### Exercise goal
In the data below, find the line that contains "the FerroFix engine." and the line that contains "command line or". Copy both, plus every line between them, exactly.

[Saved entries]
==========

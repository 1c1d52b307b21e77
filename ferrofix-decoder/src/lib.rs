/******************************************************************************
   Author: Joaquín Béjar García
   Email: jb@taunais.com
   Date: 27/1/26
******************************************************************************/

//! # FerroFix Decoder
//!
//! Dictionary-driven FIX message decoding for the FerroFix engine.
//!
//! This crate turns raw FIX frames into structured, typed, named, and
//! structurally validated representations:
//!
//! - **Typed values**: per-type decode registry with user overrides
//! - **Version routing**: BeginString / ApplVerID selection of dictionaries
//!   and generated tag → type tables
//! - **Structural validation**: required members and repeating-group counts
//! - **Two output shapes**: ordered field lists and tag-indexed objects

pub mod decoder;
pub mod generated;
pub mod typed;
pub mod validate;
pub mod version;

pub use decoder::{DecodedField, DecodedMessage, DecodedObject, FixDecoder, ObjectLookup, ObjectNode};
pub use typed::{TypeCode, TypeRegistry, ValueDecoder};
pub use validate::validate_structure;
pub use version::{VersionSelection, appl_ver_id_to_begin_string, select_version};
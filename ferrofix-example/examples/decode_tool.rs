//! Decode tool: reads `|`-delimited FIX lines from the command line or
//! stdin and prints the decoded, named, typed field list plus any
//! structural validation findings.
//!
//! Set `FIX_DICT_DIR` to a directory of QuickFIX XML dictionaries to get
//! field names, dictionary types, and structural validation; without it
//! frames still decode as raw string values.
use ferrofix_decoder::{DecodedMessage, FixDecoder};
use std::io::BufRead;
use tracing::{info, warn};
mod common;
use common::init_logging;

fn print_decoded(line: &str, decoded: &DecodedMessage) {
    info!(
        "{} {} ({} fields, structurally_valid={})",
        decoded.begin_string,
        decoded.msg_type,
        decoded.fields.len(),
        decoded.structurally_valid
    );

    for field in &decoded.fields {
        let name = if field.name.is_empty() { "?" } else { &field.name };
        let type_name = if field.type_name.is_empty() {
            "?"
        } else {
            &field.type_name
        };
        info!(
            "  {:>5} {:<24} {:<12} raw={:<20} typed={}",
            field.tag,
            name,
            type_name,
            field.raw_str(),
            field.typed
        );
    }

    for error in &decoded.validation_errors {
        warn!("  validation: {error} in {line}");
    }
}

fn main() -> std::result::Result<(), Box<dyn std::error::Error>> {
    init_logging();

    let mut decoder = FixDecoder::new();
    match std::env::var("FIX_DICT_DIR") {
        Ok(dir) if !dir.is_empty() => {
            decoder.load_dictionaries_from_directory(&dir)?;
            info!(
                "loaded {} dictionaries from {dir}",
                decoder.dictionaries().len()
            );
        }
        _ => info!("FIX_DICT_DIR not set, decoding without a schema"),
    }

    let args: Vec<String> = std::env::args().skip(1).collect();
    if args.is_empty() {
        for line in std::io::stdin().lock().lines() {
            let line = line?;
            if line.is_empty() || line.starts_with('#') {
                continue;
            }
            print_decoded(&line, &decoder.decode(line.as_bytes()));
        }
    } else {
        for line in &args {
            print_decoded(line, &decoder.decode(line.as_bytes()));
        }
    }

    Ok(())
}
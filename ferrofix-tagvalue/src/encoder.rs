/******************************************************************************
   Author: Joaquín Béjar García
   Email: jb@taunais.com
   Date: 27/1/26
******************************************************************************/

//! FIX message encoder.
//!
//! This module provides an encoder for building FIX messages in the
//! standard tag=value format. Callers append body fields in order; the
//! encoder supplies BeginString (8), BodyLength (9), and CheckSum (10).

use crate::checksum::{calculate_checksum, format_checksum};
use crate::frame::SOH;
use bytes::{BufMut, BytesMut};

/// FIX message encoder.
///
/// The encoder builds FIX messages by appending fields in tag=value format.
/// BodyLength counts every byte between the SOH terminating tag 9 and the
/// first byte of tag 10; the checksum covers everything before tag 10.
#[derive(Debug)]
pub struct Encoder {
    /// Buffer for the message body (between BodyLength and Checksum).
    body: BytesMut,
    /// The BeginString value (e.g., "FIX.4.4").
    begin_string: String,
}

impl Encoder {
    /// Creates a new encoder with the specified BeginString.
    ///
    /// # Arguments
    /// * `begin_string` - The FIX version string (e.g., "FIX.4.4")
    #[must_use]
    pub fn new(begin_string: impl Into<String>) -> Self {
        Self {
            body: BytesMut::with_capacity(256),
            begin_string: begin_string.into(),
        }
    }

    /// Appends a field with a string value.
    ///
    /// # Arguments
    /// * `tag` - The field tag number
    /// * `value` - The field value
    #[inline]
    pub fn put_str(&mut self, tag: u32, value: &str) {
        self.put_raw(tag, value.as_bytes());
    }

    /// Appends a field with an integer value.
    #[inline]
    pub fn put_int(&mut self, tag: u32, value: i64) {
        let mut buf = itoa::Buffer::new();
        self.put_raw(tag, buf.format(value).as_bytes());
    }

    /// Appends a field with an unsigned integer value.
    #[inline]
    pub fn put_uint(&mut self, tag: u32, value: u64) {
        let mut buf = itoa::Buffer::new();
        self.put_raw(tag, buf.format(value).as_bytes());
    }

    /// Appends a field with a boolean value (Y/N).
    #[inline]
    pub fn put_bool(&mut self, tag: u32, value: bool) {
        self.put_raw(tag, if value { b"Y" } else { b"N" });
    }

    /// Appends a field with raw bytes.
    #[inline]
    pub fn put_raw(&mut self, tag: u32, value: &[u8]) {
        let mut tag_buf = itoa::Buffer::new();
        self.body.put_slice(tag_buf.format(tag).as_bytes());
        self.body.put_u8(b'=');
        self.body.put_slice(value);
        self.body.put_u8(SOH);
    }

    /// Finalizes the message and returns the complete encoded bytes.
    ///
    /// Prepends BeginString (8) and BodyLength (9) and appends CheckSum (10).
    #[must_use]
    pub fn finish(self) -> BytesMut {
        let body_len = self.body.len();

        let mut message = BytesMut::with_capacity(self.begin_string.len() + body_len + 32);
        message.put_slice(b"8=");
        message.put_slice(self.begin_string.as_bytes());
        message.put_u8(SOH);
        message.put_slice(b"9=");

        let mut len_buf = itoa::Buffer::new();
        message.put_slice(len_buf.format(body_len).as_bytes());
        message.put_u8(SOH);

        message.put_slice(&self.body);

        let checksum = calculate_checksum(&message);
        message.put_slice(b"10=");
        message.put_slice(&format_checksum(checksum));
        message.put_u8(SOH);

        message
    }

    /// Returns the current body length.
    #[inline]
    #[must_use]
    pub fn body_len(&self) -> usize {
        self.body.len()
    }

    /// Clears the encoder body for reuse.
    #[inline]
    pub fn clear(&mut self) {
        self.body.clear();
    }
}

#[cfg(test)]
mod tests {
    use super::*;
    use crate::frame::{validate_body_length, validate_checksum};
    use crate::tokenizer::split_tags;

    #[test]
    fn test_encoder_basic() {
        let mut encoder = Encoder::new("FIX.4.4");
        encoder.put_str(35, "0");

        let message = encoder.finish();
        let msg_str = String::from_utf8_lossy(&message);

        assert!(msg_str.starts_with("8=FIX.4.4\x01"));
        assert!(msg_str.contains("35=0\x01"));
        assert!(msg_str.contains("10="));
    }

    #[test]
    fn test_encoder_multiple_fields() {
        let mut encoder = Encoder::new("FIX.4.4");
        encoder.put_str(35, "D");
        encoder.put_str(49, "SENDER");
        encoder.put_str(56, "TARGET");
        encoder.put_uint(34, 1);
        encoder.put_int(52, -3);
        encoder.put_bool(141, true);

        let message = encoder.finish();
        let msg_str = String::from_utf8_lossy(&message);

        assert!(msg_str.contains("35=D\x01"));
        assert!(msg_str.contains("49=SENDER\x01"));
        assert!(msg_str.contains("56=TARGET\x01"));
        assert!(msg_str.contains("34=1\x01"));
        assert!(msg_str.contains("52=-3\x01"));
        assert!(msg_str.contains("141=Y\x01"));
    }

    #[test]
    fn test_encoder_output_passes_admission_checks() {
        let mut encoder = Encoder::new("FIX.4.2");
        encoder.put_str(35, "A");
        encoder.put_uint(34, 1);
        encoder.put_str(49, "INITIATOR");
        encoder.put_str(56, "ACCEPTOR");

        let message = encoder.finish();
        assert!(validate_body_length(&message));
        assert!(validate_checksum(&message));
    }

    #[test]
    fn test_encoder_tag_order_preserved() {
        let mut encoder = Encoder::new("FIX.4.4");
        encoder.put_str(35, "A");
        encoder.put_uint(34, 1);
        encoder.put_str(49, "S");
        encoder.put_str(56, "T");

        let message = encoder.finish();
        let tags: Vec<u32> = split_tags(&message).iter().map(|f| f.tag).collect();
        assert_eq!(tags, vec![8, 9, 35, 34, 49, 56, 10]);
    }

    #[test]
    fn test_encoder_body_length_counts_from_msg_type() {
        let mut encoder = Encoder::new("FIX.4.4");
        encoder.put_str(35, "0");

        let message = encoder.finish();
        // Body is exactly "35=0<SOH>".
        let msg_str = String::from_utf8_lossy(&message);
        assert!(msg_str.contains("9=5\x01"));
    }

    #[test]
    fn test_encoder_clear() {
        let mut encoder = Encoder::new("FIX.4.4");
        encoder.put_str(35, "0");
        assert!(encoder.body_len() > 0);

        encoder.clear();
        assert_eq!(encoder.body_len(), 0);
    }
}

==========

### Answer below
//! Dictionary-driven FIX message decoding for the FerroFix engine.
//!
//! This crate turns raw FIX frames into structured, typed, named, and
//! structurally validated representations:
//!
//! - **Typed values**: per-type decode registry with user overrides
//! - **Version routing**: BeginString / ApplVerID selection of dictionaries
//!   and generated tag → type tables
//! - **Structural validation**: required members and repeating-group counts
//! - **Two output shapes**: ordered field lists and tag-indexed objects

pub mod decoder;
pub mod generated;
pub mod typed;
pub mod validate;
pub mod version;

pub use decoder::{DecodedField, DecodedMessage, DecodedObject, FixDecoder, ObjectLookup, ObjectNode};
pub use typed::{TypeCode, TypeRegistry, ValueDecoder};
pub use validate::validate_structure;
pub use version::{VersionSelection, appl_ver_id_to_begin_string, select_version};
filename ferrofix-example/examples/decode_tool.rs
//! Decode tool: reads `|`-delimited FIX lines from the command line or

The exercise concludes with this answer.